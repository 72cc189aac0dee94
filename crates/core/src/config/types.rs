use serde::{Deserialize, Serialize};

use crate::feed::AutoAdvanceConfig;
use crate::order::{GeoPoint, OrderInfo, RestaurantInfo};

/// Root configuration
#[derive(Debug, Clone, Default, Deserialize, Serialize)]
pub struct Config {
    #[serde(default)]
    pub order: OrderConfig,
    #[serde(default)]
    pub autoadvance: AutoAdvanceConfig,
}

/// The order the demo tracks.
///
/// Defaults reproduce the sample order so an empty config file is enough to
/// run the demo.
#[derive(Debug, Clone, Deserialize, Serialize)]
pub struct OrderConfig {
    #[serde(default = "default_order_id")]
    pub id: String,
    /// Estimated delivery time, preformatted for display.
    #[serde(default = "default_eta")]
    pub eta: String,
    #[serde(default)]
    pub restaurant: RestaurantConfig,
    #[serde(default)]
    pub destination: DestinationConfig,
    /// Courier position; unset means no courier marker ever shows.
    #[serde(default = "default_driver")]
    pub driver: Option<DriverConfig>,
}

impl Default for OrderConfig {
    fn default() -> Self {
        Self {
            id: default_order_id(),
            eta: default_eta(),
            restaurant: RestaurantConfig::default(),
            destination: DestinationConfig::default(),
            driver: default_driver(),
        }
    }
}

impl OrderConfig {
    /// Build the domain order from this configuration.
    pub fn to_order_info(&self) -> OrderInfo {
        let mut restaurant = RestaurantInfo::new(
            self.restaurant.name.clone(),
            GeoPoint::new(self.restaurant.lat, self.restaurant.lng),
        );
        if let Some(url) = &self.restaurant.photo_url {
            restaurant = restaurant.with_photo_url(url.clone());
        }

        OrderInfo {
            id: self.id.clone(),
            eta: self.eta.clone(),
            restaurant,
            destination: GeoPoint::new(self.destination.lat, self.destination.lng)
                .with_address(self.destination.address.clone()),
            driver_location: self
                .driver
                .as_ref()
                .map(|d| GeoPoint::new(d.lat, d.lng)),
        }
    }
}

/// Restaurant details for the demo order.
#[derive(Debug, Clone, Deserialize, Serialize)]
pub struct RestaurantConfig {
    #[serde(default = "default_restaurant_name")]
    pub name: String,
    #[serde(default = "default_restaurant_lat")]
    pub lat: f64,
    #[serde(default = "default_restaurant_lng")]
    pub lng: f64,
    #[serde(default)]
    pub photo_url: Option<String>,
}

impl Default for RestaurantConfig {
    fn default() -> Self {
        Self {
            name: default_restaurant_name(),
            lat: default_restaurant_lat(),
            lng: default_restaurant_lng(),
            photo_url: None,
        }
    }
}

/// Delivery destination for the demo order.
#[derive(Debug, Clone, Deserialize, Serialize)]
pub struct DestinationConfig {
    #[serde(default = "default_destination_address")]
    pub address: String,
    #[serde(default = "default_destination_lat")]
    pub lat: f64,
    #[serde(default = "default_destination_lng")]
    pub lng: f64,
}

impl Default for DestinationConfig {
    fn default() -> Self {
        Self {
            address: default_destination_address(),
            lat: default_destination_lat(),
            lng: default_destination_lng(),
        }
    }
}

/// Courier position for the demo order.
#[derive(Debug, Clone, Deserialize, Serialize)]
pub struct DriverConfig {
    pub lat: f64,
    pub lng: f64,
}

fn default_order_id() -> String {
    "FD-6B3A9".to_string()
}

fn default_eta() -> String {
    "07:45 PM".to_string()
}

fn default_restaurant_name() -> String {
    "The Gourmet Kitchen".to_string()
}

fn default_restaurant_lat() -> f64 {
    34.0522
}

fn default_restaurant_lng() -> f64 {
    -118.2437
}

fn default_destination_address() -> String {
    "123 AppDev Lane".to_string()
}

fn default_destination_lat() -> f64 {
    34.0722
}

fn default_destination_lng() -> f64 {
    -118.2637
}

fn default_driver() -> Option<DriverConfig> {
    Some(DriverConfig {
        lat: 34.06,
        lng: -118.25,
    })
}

What is needed:
Nothing but the lines from the line with "fn default_restaurant_lat() ->" to the last line of the listing above should appear; please retype them exactly, both ends included.

Answer for this exercise:
fn default_restaurant_lat() -> f64 {
    34.0522
}

fn default_restaurant_lng() -> f64 {
    -118.2437
}

fn default_destination_address() -> String {
    "123 AppDev Lane".to_string()
}

fn default_destination_lat() -> f64 {
    34.0722
}

fn default_destination_lng() -> f64 {
    -118.2637
}

fn default_driver() -> Option<DriverConfig> {
    Some(DriverConfig {
        lat: 34.06,
        lng: -118.25,
    })
}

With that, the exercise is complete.